Biocompatibility of interactions that occur between implanted biomaterials and the host living tissue

Jun 21 2004

Researchers across the world are working toward biocompatibility by optimizing interactions that occur between implanted biomaterials and the host living tissue. Overcoming this significant technical challenge is likely to broaden the scope of biomaterials' applications.

"Thrombosis involving blood coagulation and adhesion of blood platelets to biomaterial surfaces as well as fibrous-tissue encapsulation of biomaterials that are implanted in soft tissues are two challenging issues for researchers in quest of biocompatibility," says Technical Insights Analyst Dr.
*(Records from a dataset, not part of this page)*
//! Asset discovery: explicit attachments and images referenced from bodies.

use once_cell::sync::Lazy;
use pressmark_core::{Asset, ExportConfig, RecordKind};
use pressmark_logging::{press_info, press_warn};
use regex::Regex;
use url::Url;

use crate::document::ExportDocument;
use crate::extract::{qualifies, ExtractError};

static ATTACHMENT_EXTENSION: Lazy<Regex> = Lazy::new(|| {
    Regex::new(r"(?i)\.(gif|jpe?g|png|svg|webp|pdf)$").expect("valid attachment pattern")
});

static BODY_IMAGE: Lazy<Regex> = Lazy::new(|| {
    Regex::new(r#"(?i)<img[^>]*src="(.+?\.(?:gif|jpe?g|png|svg|webp))"[^>]*>"#)
        .expect("valid body image pattern")
});

const ATTACHMENT_TYPE: &str = "attachment";

pub fn collect_attached_images(doc: &ExportDocument) -> Result<Vec<Asset>, ExtractError> {
    let mut images = Vec::new();
    for item in doc.items_of_type(ATTACHMENT_TYPE) {
        let missing = |field: &'static str| ExtractError::MissingField {
            item: item.index,
            post_type: item.post_type.clone(),
            field,
        };
        let url = item
            .attachment_url
            .as_deref()
            .ok_or_else(|| missing("attachment_url"))?;
        if !ATTACHMENT_EXTENSION.is_match(url) {
            continue;
        }
        let id = item.post_id.as_deref().ok_or_else(|| missing("post_id"))?;
        images.push(Asset {
            source_id: Some(id.to_string()),
            owning_record_id: item.post_parent.clone(),
            url: url.to_string(),
        });
    }

    press_info!("{} attached images found.", images.len());
    Ok(images)
}

/// `<img>` references in the raw bodies of exported items, resolved against
/// each item's link. Not deduplicated.
pub fn collect_scraped_images(
    doc: &ExportDocument,
    post_types: &[String],
    config: &ExportConfig,
) -> Vec<Asset> {
    let mut images = Vec::new();
    for post_type in post_types
        .iter()
        .filter(|t| t.as_str() != RecordKind::AUTHOR_TYPE)
    {
        for item in doc
            .items_of_type(post_type)
            .filter(|item| qualifies(item, config))
        {
            let (Some(content), Some(post_id)) = (item.content.as_deref(), item.post_id.as_ref())
            else {
                continue;
            };
            for caps in BODY_IMAGE.captures_iter(content) {
                let src = &caps[1];
                match resolve_image_url(src, item.link.as_deref()) {
                    Some(url) => images.push(Asset {
                        source_id: None,
                        owning_record_id: Some(post_id.clone()),
                        url,
                    }),
                    None => press_warn!(
                        "Skipping image {src:?} in item #{}: cannot resolve against {:?}",
                        item.index,
                        item.link
                    ),
                }
            }
        }
    }

    press_info!("{} images scraped from post body content.", images.len());
    images
}

fn resolve_image_url(src: &str, link: Option<&str>) -> Option<String> {
    let base = link.and_then(|l| Url::parse(l).ok());
    match base {
        Some(base) => base.join(src).ok(),
        None => Url::parse(src).ok(),
    }
    .map(String::from)
}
James Smith.

Biocompatibility assumes greater significance as surgeons are increasingly focusing on treatment of chronic diseases.

For instance, spinal surgeons are turning their attention to technologies that can treat chronic back pain rather than focusing on achieving spinal stability, as fusion technology such as cages, bone grafts, and fixation devices attain maturity in terms of providing positive clinical benefits.

Growing understanding of complex biological materials and development of novel biomaterials designed at the molecular level to meet specific medical applications are likely to mark future advancements toward biocompatibility.

One such development is tailor-made, designer polymers from a beaker by programming the modular polymer scaffolds to attract building blocks of small molecules. This 'one-beaker' process aims at simplifying the synthesis of designer polymers through self-assembly using combinatorial chemistry.

Researchers have used the same 'one-beaker' principle to build copolymers and modify properties of polymers by changing certain variables such as temperature, pH factor, ultraviolet light, and solvents.

Other exciting research prospects include the development of customized organic polymers that can be used to regenerate damaged nerves. Research on visual prostheses promises to restore vision for blind individuals by way of retinal implants.

However, researchers may have to face long periods of product testing, product cycle, and clinician acceptance while countering reimbursement issues before successful commercialization.

"The efforts of researchers are hampered by the current liability laws and stringent functioning of the Food and Drug Administration (FDA) in certifying the safety and effectiveness of the medical devices based on the results of clinical trials," informs Smith.

However, the FDA's conservative policy and demand for comprehensive documentation is understandable, as medical device manufacturers can be subject to liability lawsuits even after obtaining governmental approval.